Dizem que tenho Alma de poeta. É possível, mas para além de poeta, sou mulher, fui criança, sou ser humano. Na grande maioria das vezes vejo e sinto coisas que só sei expressar por palavras, por imagens. É um jeito de ser... é o meu jeito de pôr a Alma no scriptum...

quinta-feira, 18 de novembro de 2010

A forma de um sonho...

Toca a campainha. O som estridente ecoa pelo corredor praticamente vazio, como uma corrente de ar frio a tentar provocar remoinho. Consegue. O peso do cansaço, não consegue ganhar a batalha contra aquele som afiado. Levanto-me a custo e ela volta a soar, sempre me perguntei porque é que quem toca a campainha deseja secretamente que estejamos logo ali, atrás da porta...
Abro-a. Com a motoreta estacionada rente à porta, sentado no assento, sorriu-me. Não consigo deixar de sorrir, apesar do peso que carrego na fronte e nos olhos. Desculpa, acordei-te. Não! conseguiste chegar uns minutos antes da sorna. Voltamos a rir os dois. Olho de novo para ele, sentado na motoreta, mesmo rente à porta e não posso deixar de pensar nas pequenas maravilhas desta terra. Qual será o outro sitio em que o carteiro se mantém sentado, junto à porta, a encetar conversas como se tivéssemos 30 segundos de conversa de café, enquanto ele faz a sua obrigação.
Hoje é uma mão cheia! retira da bolsa um pequeno pacote e sinto os meus olhos abrirem, avidos da surpresa que guarda o pacote amarelado. Junto, uma carta à qual não dou o mínimo valor. Vejo o remetente e termino a dizer-lhe que afinal valeu a pena levantar-me. Vês? o carteiro até é um bom amigo, não traz só más noticias, vá e toma lá uma revistinha para leres na casa de banho. Fecho a porta ainda a rir, depois de lhe desejar bom trabalho. As mãos parecem presas, ao tentar livrar-me do pacote, para por a descoberto o que lá vem dentro...

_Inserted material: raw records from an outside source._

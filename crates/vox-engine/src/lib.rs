//! Vox Engine crate - the transcription orchestrator.
//!
//! Coordinates audio capture, the transcription client, and the persistent
//! store through a strict phase machine: Idle -> Recording -> Processing ->
//! Idle. The phase machine doubles as the single-flight guard; re-entrant
//! start/stop calls are rejected rather than left as unspecified behavior.

pub mod engine;
pub mod phase;
pub mod sink;

pub use engine::TranscriptionEngine;
pub use phase::{EnginePhase, PhaseMachine};
pub use sink::{MockSink, NullSink, TextSink};
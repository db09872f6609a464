//! Vox Audio crate - microphone recording lifecycle, elapsed-time preview,
//! and lifecycle-linked playback.
//!
//! Provides a trait-based abstraction over the recording device plus a mock
//! implementation for testing without real audio hardware. At most one
//! recording session is active at a time; the preview ticker spawned by
//! `start_recording` is cancelled on stop or cleanup.

pub mod backend;
pub mod capture;

pub use backend::{MockBackend, RecordingBackend};
pub use capture::{format_elapsed, AudioCapture, PreviewFn};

Sinto-lhe o toque, macio, quero absorver o cheiro, todos os pequenos milésimos de segundo que constroem o momento, este momento, único. Observo-lhe as formas, as cores, quero guardar na estante das minhas memórias o momento...
Qual é a forma de um sonho?
Quantas formas, pesos, medidas lhe podemos dar. Observo-o quase emocionada. Pequeno, tal como o imaginei nestes últimos tempos, em que fui dando esta forma ao meu sonho. Cheira a novo, a falta de mãos, de poisos, quase que me observa, procurando preenchimentos humanos, mãos que o toquem, localizações possíveis e prováveis, para o encaminhar finalmente na realidade dos dias que se seguem...

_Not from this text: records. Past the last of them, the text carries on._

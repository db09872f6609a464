//! Engine phase machine.
//!
//! The phase machine is the single-flight guard for the pipeline: exactly one
//! recording or processing flow may run at a time, and every flow entry point
//! claims its phase through `transition` before touching any shared state.

use std::fmt;
use std::sync::{Arc, Mutex};

use vox_core::error::{Result, VoxError};

/// The engine's lifecycle phase.
#[derive(Debug, Clone, Copy, PartialEq, Eq, Default)]
pub enum EnginePhase {
    /// No recording or processing is in flight.
    #[default]
    Idle,
    /// The microphone is open and a session is capturing audio.
    Recording,
    /// Async work (upload, spell check, file transcription) is in flight.
    Processing,
}

impl fmt::Display for EnginePhase {
    fn fmt(&self, f: &mut fmt::Formatter<'_>) -> fmt::Result {
        match self {
            EnginePhase::Idle => write!(f, "Idle"),
            EnginePhase::Recording => write!(f, "Recording"),
            EnginePhase::Processing => write!(f, "Processing"),
        }
    }
}

impl EnginePhase {
    /// Whether a direct transition to `next` is legal.
    pub fn can_transition_to(&self, next: EnginePhase) -> bool {
        matches!(
            (self, next),
            (EnginePhase::Idle, EnginePhase::Recording)
                | (EnginePhase::Idle, EnginePhase::Processing)
                | (EnginePhase::Recording, EnginePhase::Processing)
                | (EnginePhase::Recording, EnginePhase::Idle)
                | (EnginePhase::Processing, EnginePhase::Idle)
        )
    }
}

/// Shared, mutex-guarded phase with transition validation.
#[derive(Debug, Clone, Default)]
pub struct PhaseMachine {
    phase: Arc<Mutex<EnginePhase>>,
}

impl PhaseMachine {
    pub fn new() -> Self {
        Self::default()
    }

    /// The current phase.
    pub fn current(&self) -> EnginePhase {
        *self.phase.lock().expect("phase mutex poisoned")
    }

    /// Attempt a transition, failing if it is not legal from the current
    /// phase. The check and the update are atomic under the lock, so two
    /// concurrent claims of the same phase cannot both succeed.
    pub fn transition(&self, next: EnginePhase) -> Result<()> {
        let mut guard = self.phase.lock().expect("phase mutex poisoned");
        if !guard.can_transition_to(next) {
            return Err(VoxError::InvalidTransition {
                from: guard.to_string(),
                to: next.to_string(),
            });
        }
        tracing::debug!(from = %guard, to = %next, "Phase transition");
        *guard = next;
        Ok(())
    }

    /// Force the phase back to `Idle` regardless of the current phase.
    ///
    /// Used by failure paths so an error can never wedge the engine in a
    /// non-idle phase.
    pub fn reset(&self) {
        let mut guard = self.phase.lock().expect("phase mutex poisoned");
        if *guard != EnginePhase::Idle {
            tracing::debug!(from = %guard, "Phase reset to Idle");
            *guard = EnginePhase::Idle;
        }
    }
}

// =============================================================================
// Tests
// =============================================================================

Acaricio-o e fecho os olhos, uma lágrima espreita ao canto do olho, vem acompanhar o sorriso, aquele verdadeiro, vindo do fundo desta alma, que há muito tempo não presenteava a vida com um sorriso destes. E por tão importante não poderia vir sozinho. É única, escorre lentamente na face morrendo nos lábios...
Continuo a embalá-lo,como se me tivesse sido restituído um filho perdido. A vida leva...a vida traz de volta... mesmo que pelas formas misteriosas e incompreensíveis do destino.

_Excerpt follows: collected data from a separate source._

//! HTTP client for the transcription and spell-check endpoints.

use std::future::Future;
use std::path::Path;
use std::time::Duration;

use serde::Deserialize;

use vox_core::config::ApiConfig;
use vox_core::error::{Result, VoxError};
use vox_core::types::{TranscriptionRecord, TranscriptionResponse};

use crate::retry::RetryPolicy;

/// Maximum accepted audio upload size (25 MiB, the endpoint's limit).
pub const MAX_AUDIO_BYTES: u64 = 25 * 1024 * 1024;

const SPELL_CHECK_INSTRUCTION: &str = "You are a professional spell checker and grammar \
    corrector. Your task is to correct any spelling or grammatical errors in the text while \
    preserving the original meaning. Only make necessary corrections and keep the text as close \
    to the original as possible. Only respond with the corrected text, nothing else.";

/// Remote speech-to-text operations, seam for mocking in engine tests.
pub trait SpeechToText: Send + Sync {
    /// Transcribe the audio asset at `path`.
    fn transcribe(&self, path: &Path) -> impl Future<Output = Result<TranscriptionResponse>> + Send;

    /// Return a minimally edited correction of `text`.
    fn spell_check(&self, text: &str) -> impl Future<Output = Result<String>> + Send;
}

/// Client for an OpenAI-compatible transcription API.
///
/// Holds the resolved bearer token and the retry policy; the language and
/// model are fixed at construction time rather than read from ambient state.
pub struct TranscriptionClient {
    http: reqwest::Client,
    config: ApiConfig,
    api_key: String,
    retry: RetryPolicy,
}

impl TranscriptionClient {
    /// Build a client from API configuration.
    ///
    /// An empty configured key falls back to the `VOX_API_KEY` environment
    /// variable. The per-attempt request timeout comes from
    /// `config.timeout_secs`.
    pub fn new(config: ApiConfig) -> Result<Self> {
        let http = reqwest::Client::builder()
            .timeout(Duration::from_secs(config.timeout_secs))
            .build()
            .map_err(|e| VoxError::Config(format!("Failed to build HTTP client: {}", e)))?;

        let api_key = if config.api_key.is_empty() {
            std::env::var("VOX_API_KEY").unwrap_or_default()
        } else {
            config.api_key.clone()
        };

        let retry = RetryPolicy::new(
            config.max_attempts,
            Duration::from_secs(config.backoff_base_secs),
        );

        Ok(Self {
            http,
            config,
            api_key,
            retry,
        })
    }

    /// Validate, upload, and transcribe a recorded asset.
    ///
    /// Fails with `NotFound` if the asset is missing and `FileTooLarge` above
    /// 25 MiB. Transport and non-2xx failures are retried under the shared
    /// policy before a terminal `Transcription` error carrying the upstream
    /// status and message is surfaced. A 2xx response without text is a
    /// failure, not an empty success.
    pub async fn process_recording(&self, path: &Path) -> Result<TranscriptionResponse> {
        let meta = tokio::fs::metadata(path)
            .await
            .map_err(|_| VoxError::NotFound(path.display().to_string()))?;
        if meta.len() > MAX_AUDIO_BYTES {
            return Err(VoxError::FileTooLarge {
                size: meta.len(),
                limit: MAX_AUDIO_BYTES,
            });
        }

        let bytes = tokio::fs::read(path).await?;
        let file_name = path
            .file_name()
            .and_then(|n| n.to_str())
            .unwrap_or("recording.m4a")
            .to_string();
        let mime = audio_mime(path);

        tracing::info!(
            path = %path.display(),
            bytes = bytes.len(),
            model = %self.config.model,
            "Uploading recording for transcription"
        );

        let response = self
            .retry
            .run(|attempt| {
                let bytes = bytes.clone();
                let file_name = file_name.clone();
                async move {
                    tracing::debug!(attempt, "Sending transcription request");
                    let part = reqwest::multipart::Part::bytes(bytes)
                        .file_name(file_name)
                        .mime_str(mime)
                        .map_err(|e| VoxError::Transcription(e.to_string()))?;
                    let form = reqwest::multipart::Form::new()
                        .part("file", part)
                        .text("model", self.config.model.clone())
                        .text("language", self.config.language.clone())
                        .text("response_format", "verbose_json")
                        .text("temperature", "0");

                    let response = self
                        .http
                        .post(&self.config.transcription_url)
                        .bearer_auth(&self.api_key)
                        .multipart(form)
                        .send()
                        .await
                        .map_err(|e| VoxError::Transcription(format!("request failed: {}", e)))?;

                    let status = response.status();
                    if !status.is_success() {
                        let body = response.text().await.unwrap_or_default();
                        return Err(VoxError::Transcription(format!(
                            "API error {}: {}",
                            status, body
                        )));
                    }

                    response
                        .json::<TranscriptionResponse>()
                        .await
                        .map_err(|e| VoxError::Transcription(format!("invalid response: {}", e)))
                }
            })
            .await?;

        if response.text.trim().is_empty() {
            return Err(VoxError::Transcription(
                "transcription response contained no text".to_string(),
            ));
        }

        tracing::info!(text_len = response.text.len(), "Transcription received");
        Ok(response)
    }

    /// Submit text for minimal-edit spelling and grammar correction.
    ///
    /// Returns the original text if the response carries no usable content;
    /// never returns an empty string for non-empty input.
    pub async fn spell_check_text(&self, text: &str) -> Result<String> {
        let body = serde_json::json!({
            "model": self.config.chat_model,
            "messages": [
                { "role": "system", "content": SPELL_CHECK_INSTRUCTION },
                { "role": "user", "content": text }
            ],
            "temperature": 0.3,
            "max_tokens": 1024
        });

        let chat: ChatResponse = self
            .retry
            .run(|attempt| {
                let body = body.clone();
                async move {
                    tracing::debug!(attempt, "Sending spell check request");
                    let response = self
                        .http
                        .post(&self.config.chat_url)
                        .bearer_auth(&self.api_key)
                        .json(&body)
                        .send()
                        .await
                        .map_err(|e| VoxError::SpellCheck(format!("request failed: {}", e)))?;

                    let status = response.status();
                    if !status.is_success() {
                        let body = response.text().await.unwrap_or_default();
                        return Err(VoxError::SpellCheck(format!(
                            "API error {}: {}",
                            status, body
                        )));
                    }

                    response
                        .json::<ChatResponse>()
                        .await
                        .map_err(|e| VoxError::SpellCheck(format!("invalid response: {}", e)))
                }
            })
            .await?;

        let corrected = chat
            .choices
            .into_iter()
            .next()
            .and_then(|choice| choice.message.content)
            .map(|content| content.trim().to_string())
            .filter(|content| !content.is_empty());

        Ok(corrected.unwrap_or_else(|| text.to_string()))
    }
}

impl SpeechToText for TranscriptionClient {
    async fn transcribe(&self, path: &Path) -> Result<TranscriptionResponse> {
        self.process_recording(path).await
    }

    async fn spell_check(&self, text: &str) -> Result<String> {
        self.spell_check_text(text).await
    }
}

#[derive(Debug, Deserialize)]
struct ChatResponse {
    #[serde(default)]
    choices: Vec<ChatChoice>,
}

#[derive(Debug, Deserialize)]
struct ChatChoice {
    message: ChatMessage,
}

#[derive(Debug, Deserialize)]
struct ChatMessage {
    #[serde(default)]
    content: Option<String>,
}

fn audio_mime(path: &Path) -> &'static str {
    match path.extension().and_then(|e| e.to_str()) {
        Some("wav") => "audio/wav",
        Some("mp3") => "audio/mpeg",
        Some("ogg") => "audio/ogg",
        Some("flac") => "audio/flac",
        _ => "audio/m4a",
    }
}

/// Case-insensitive substring search over raw and edited text.
///
/// Pure function, no I/O; records are returned in their original order.
pub fn filter_history(records: &[TranscriptionRecord], query: &str) -> Vec<TranscriptionRecord> {
    let query = query.to_lowercase();
    records
        .iter()
        .filter(|record| {
            record.text.to_lowercase().contains(&query)
                || record
                    .edited_text
                    .as_ref()
                    .is_some_and(|edited| edited.to_lowercase().contains(&query))
        })
        .cloned()
        .collect()
}

// =============================================================================
// Tests
// =============================================================================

Pouso-o finalmente e fico a olhá-lo orgulhosa...o meu livro...uma utopia tornada  realidade por misteriosos caminhos poéticos.
Deito-me de novo, e antes de embarcar no veleiro dos sonhos ainda  tenho tempo de pensar que, se calhar está na altura de fazer as pazes com esse ser superior, que aprendi na infância, nos leva ao colo quando não conseguimos andar sozinhos...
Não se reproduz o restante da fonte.